*Those in the know figure more than 325,000 visitors each year may call Cape Girardeau home for a night in future years.
On special weekends in Cape Girardeau, all 806 motel rooms in the city are filled and people visiting the area look to Jackson, Perryville and Sikeston for lodging.
One of those special weekends is the annual SEmotion Relays, a sporting event that attracts as many as 1,000 athletes to the Abe Stuber Track and Field Complex each April.
Another is Southeast Missouri State University Homecoming weekend, when thousands of fans visit Cape Girardeau for a football game and other homecoming activities.
Other big weekends feature major youth soccer tournaments, large conventions and other special activities prompt the need for early reservations.
About a quarter-million visitors spent the night in Cape Girardeau over the past year, and that figure is expected to swell in the near future.
Those in the know figure more than 325,000 visitors each year may call Cape Girardeau home for a night in future years.
The reason for expected increased demand in lodging is attributed to two factors: Addition of more than 120 motel rooms this year and the prospect of riverboat gambling, which almost certainly will bring more tourists and megabucks to the city.
Cape Girardeau currently has more than 800 motel rooms, ranging from basic lodging in "no-frills" budget motels to apartment-size hotel suites featuring all the amenities -- health clubs, game rooms, gift shops and lounges with live entertainment.
This total doesn't include the 21 rooms at the Jackson Days Inn motel and don't include a number of bed and breakfast operations in Jackson and Cape Girardeau.
"We have 806 rooms listed in the city," said Kim Groves, of the Cape Girardeau Convention and Visitors Bureau. "That does not count the Hampton Inn, which will open later this year, and a motel planned at the Fruitland exit of Interstate 55."
These two motels will add more than 125 rooms to the area. The Hampton Inn, scheduled for a midyear opening, is a three-story, 82-room, hotel block south of the Drury Suites along Interstate 55. The hotel at the Fruitland exchange will consist of about 40 rooms, and is scheduled for a late-September or early-October opening.

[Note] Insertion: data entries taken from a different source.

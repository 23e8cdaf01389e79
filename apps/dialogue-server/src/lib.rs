// Library exports for testing
// The binary (main.rs) imports these as well

pub mod bootstrap;
pub mod cli;
pub mod error;
pub mod logger;

#[cfg(test)]
mod tests;
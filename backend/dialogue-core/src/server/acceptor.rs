//! Listener and accept loop.

use crate::auth::AuthGateway;
use crate::config::ServerConfig;
use crate::engine::Engine;
use crate::error::server::ServerError;
use crate::identity::ClientIdentity;
use crate::server::context::ServerContext;
use crate::server::dispatcher::RequestDispatcher;
use crate::server::handle::ServerHandle;
use crate::server::registry::SessionHandle;
use crate::server::session::serve_connection;

use common::ErrorLocation;

use std::io::Error as IoError;
use std::net::SocketAddr;
use std::panic::Location;
use std::sync::Arc;
use std::time::Duration;

use backoff::{ExponentialBackoff, backoff::Backoff};
use log::{error, info, warn};
use tokio::io::{AsyncRead, AsyncWrite};
use tokio::net::{TcpListener, TcpSocket};
use tokio::spawn as TokioSpawn;
use tokio::sync::oneshot;
use tokio::time::sleep as TokioSleep;

const ACCEPT_RETRY_INITIAL_INTERVAL: Duration = Duration::from_millis(10);
const ACCEPT_RETRY_MAX_INTERVAL: Duration = Duration::from_secs(1);

/// Starts the dialogue server.
///
/// Binds `config.host:config.port` with address reuse enabled and spawns the
/// accept loop in the background. Every accepted connection gets its own
/// session task; a connection from an identity that already has a session
/// replaces it.
///
/// # Errors
///
/// Returns [`ServerError::Bind`] if the config is invalid or the address
/// cannot be bound. This is the only fatal server error.
pub async fn start_server<E: Engine>(
    config: ServerConfig,
    auth: AuthGateway,
    engine: E,
) -> Result<ServerHandle, ServerError> {
    config.validate().map_err(|e| ServerError::Bind {
        message: format!("Invalid server config: {e}"),
        location: ErrorLocation::from(Location::caller()),
    })?;

    let listener = bind_listener(&config)?;
    let local_addr = listener
        .local_addr()
        .map_err(|e| bind_error("Failed to read bound address", e))?;

    info!(
        "Dialogue server listening on {} (authentication {})",
        local_addr,
        if auth.is_enabled() { "enabled" } else { "disabled" }
    );

    let context = Arc::new(ServerContext::new(
        config,
        auth,
        RequestDispatcher::new(engine),
    ));

    let (shutdown_tx, shutdown_rx) = oneshot::channel();
    let task = TokioSpawn(accept_loop(listener, Arc::clone(&context), shutdown_rx));

    Ok(ServerHandle::new(local_addr, context, shutdown_tx, task))
}

fn bind_listener(config: &ServerConfig) -> Result<TcpListener, ServerError> {
    let address: SocketAddr = config.bind_address().parse().map_err(|e| ServerError::Bind {
        message: format!("Invalid bind address {}: {e}", config.bind_address()),
        location: ErrorLocation::from(Location::caller()),
    })?;

    let socket = if address.is_ipv4() {
        TcpSocket::new_v4()
    } else {
        TcpSocket::new_v6()
    }
    .map_err(|e| bind_error(&format!("Failed to create socket for {address}"), e))?;

    // Restarting must not fail on a socket lingering from the previous run
    socket
        .set_reuseaddr(true)
        .map_err(|e| bind_error(&format!("Failed to enable address reuse on {address}"), e))?;

    socket
        .bind(address)
        .map_err(|e| bind_error(&format!("Failed to bind {address}"), e))?;

    socket
        .listen(config.listen_backlog)
        .map_err(|e| bind_error(&format!("Failed to listen on {address}"), e))
}

/// Every failure while setting up the listener is fatal and reported as
/// [`ServerError::Bind`].
#[track_caller]
pub(crate) fn bind_error(context: &str, error: IoError) -> ServerError {
    ServerError::Bind {
        message: format!("{context}: {error}"),
        location: ErrorLocation::from(Location::caller()),
    }
}

/// Delay policy after failed accepts. Never gives up; reset after a success.
pub(crate) fn accept_backoff() -> ExponentialBackoff {
    ExponentialBackoff {
        initial_interval: ACCEPT_RETRY_INITIAL_INTERVAL,
        max_interval: ACCEPT_RETRY_MAX_INTERVAL,
        max_elapsed_time: None,
        ..Default::default()
    }
}

/// Accept until shutdown is requested (or the handle is dropped), then close
/// all sessions and finally the listener.
async fn accept_loop(
    listener: TcpListener,
    context: Arc<ServerContext>,
    mut shutdown_rx: oneshot::Receiver<()>,
) {
    let mut backoff = accept_backoff();

    loop {
        tokio::select! {
            _ = &mut shutdown_rx => {
                info!("Shutdown requested, no longer accepting connections");
                break;
            }
            accepted = listener.accept() => match accepted {
                Ok((stream, addr)) => {
                    backoff.reset();
                    admit(&context, stream, addr).await;
                }
                Err(e) => {
                    let delay = backoff.next_backoff().unwrap_or(ACCEPT_RETRY_MAX_INTERVAL);
                    error!("Failed to accept connection, retrying after {delay:?}: {e}");
                    // Errors like EMFILE persist; stay responsive to shutdown while waiting
                    tokio::select! {
                        _ = &mut shutdown_rx => {
                            info!("Shutdown requested, no longer accepting connections");
                            break;
                        }
                        _ = TokioSleep(delay) => {}
                    }
                }
            }
        }
    }

    let closed = context.registry().close_all().await;
    info!("Closed {closed} session(s)");

    drop(listener);
    info!("Listener closed");
}

/// Register and spawn a session for a freshly accepted connection.
///
/// An existing session for the same identity is closed and removed first, so
/// the two are never registered at the same time.
pub(crate) async fn admit<S>(context: &Arc<ServerContext>, stream: S, addr: SocketAddr)
where
    S: AsyncRead + AsyncWrite + Unpin + Send + 'static,
{
    let identity = ClientIdentity::from(addr);

    if let Some(evicted) = context.registry().evict(&identity).await {
        warn!("Evicted session {evicted} for {identity} in favour of a new connection");
    }

    let (handle, lease) = SessionHandle::pair();
    let id = handle.id();

    if let Some(displaced) = context.registry().register(identity, handle).await {
        // Only the accept loop registers, so this means a bug elsewhere
        warn!(
            "Session {} for {identity} was still registered, closing it",
            displaced.id()
        );
        displaced.close().await;
    }

    info!("Connection from {identity} (session {id})");
    TokioSpawn(serve_connection(
        Arc::clone(context),
        stream,
        identity,
        id,
        lease,
    ));
}
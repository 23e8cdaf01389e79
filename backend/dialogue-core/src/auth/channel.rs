//! Out-of-band channel to the trusted local peer that owns the secret.
//!
//! The peer serves one client at a time: it reads a request, answers with the
//! secret and disconnects. On Unix the channel name is a Unix socket path, on
//! Windows it is a named pipe (`\\.\pipe\<name>`).

use crate::error::auth::AuthError;
use crate::protocol::AUTH_REQUEST;

use common::{ErrorLocation, RedactedSecret};

use std::io::Result as IoResult;
use std::panic::Location;
use std::time::Duration;

use backoff::{ExponentialBackoff, backoff::Backoff};
use log::{debug, trace};
use tokio::io::{AsyncRead, AsyncReadExt, AsyncWrite, AsyncWriteExt};
use tokio::time::{sleep as TokioSleep, timeout as TokioTimeout};

const SECRET_BUFFER_SIZE: usize = 1024;
const CONNECT_INITIAL_INTERVAL: Duration = Duration::from_millis(50);
const CONNECT_MAX_INTERVAL: Duration = Duration::from_secs(1);

/// Ask the peer listening on `channel` for the shared secret.
///
/// Connection attempts are retried with exponential backoff, since the peer
/// briefly stops listening between clients. The whole exchange is bounded by
/// `limit`.
///
/// # Errors
///
/// - [`AuthError::Channel`] - the channel could not be reached or the exchange failed
/// - [`AuthError::Timeout`] - the peer did not answer within `limit`
/// - [`AuthError::EmptySecret`] - the peer answered with an empty secret
pub async fn fetch_secret(channel: &str, limit: Duration) -> Result<RedactedSecret, AuthError> {
    let mut backoff = ExponentialBackoff {
        initial_interval: CONNECT_INITIAL_INTERVAL,
        max_interval: CONNECT_MAX_INTERVAL,
        max_elapsed_time: Some(limit),
        ..Default::default()
    };

    debug!("Connecting to auth channel {channel}");

    let mut stream = loop {
        match connect(channel).await {
            Ok(stream) => break stream,
            Err(e) => match backoff.next_backoff() {
                Some(duration) => {
                    trace!("Auth channel not ready ({e}), retrying after {duration:?}");
                    TokioSleep(duration).await;
                }
                None => {
                    return Err(AuthError::Channel {
                        message: format!("Failed to connect to auth channel {channel}: {e}"),
                        location: ErrorLocation::from(Location::caller()),
                    });
                }
            },
        }
    };

    TokioTimeout(limit, request_secret(&mut stream))
        .await
        .map_err(|_| AuthError::Timeout {
            message: format!("Auth channel {channel} did not answer within {limit:?}"),
            location: ErrorLocation::from(Location::caller()),
        })?
}

/// Send the auth marker and read the secret back in a single read.
pub(crate) async fn request_secret<S>(stream: &mut S) -> Result<RedactedSecret, AuthError>
where
    S: AsyncRead + AsyncWrite + Unpin,
{
    stream.write_all(AUTH_REQUEST.as_bytes()).await?;
    stream.flush().await?;

    let mut buffer = vec![0u8; SECRET_BUFFER_SIZE];
    let read = stream.read(&mut buffer).await?;

    let secret = String::from_utf8_lossy(&buffer[..read]).trim().to_string();
    if secret.is_empty() {
        return Err(AuthError::EmptySecret {
            message: "Auth peer answered with an empty secret".to_string(),
            location: ErrorLocation::from(Location::caller()),
        });
    }

    // Best effort: the peer disconnects on its own after answering
    let _ = stream.shutdown().await;

    Ok(RedactedSecret::new(secret))
}

#[cfg(unix)]
async fn connect(channel: &str) -> IoResult<tokio::net::UnixStream> {
    tokio::net::UnixStream::connect(channel).await
}

#[cfg(windows)]
async fn connect(
    channel: &str,
) -> IoResult<tokio::net::windows::named_pipe::NamedPipeClient> {
    let pipe_name = format!(r"\\.\pipe\{channel}");
    tokio::net::windows::named_pipe::ClientOptions::new().open(pipe_name)
}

Cape Girardeau motel executives place the annual occupancy rate here at 65 to 70 percent, which translates into more than 200,000 filled rooms per year.
"There are times when we are full," said Pete Poe, manager of Drury Inn here.
Poe, and Dan Drury, of Mid-America Hotels Inc. -- Holiday Inn and Victorian Inn -- agree that a number of weekend events throughout the year result in scarcity of rooms in Cape Girardeau.
"One of the those events will be coming up soon," Drury said, referring to Southeast Missouri State University's SEmotion Relays.
Riverfest, the Southeast Missouri District Fair, The annual Sikeston Rodeo (Aug. 11 to 13) and the 5-H Ranch Exotic Animal Auction (April 16 and 17) provide "fill-up" periods, claim the two hotel executives. "Soccer and softball tournaments are also always big weekends," they said.
Conventions provide some full and near-full occupancy weekends during the year.
Drury and Poe both agree that gambling could have some impact on the motel industry in Cape Girardeau.
Riverboat gambling operations at nearby Metropolis, Ill., have made a significant impact in the Metropolis and Paducah, Ky., motel industry, with more than 100,000 people a month visiting the casino.
Revenue from McCracken County's (Paducah) motel-room tax is at its highest level ever, apparently a result of tourists' interest in the Players Riverboat Casino at Metropolis. The casino is only a few miles from Paducah.
No less than four new motels have been built at Metropolis, and a fifth new motel is nearing the completion phase.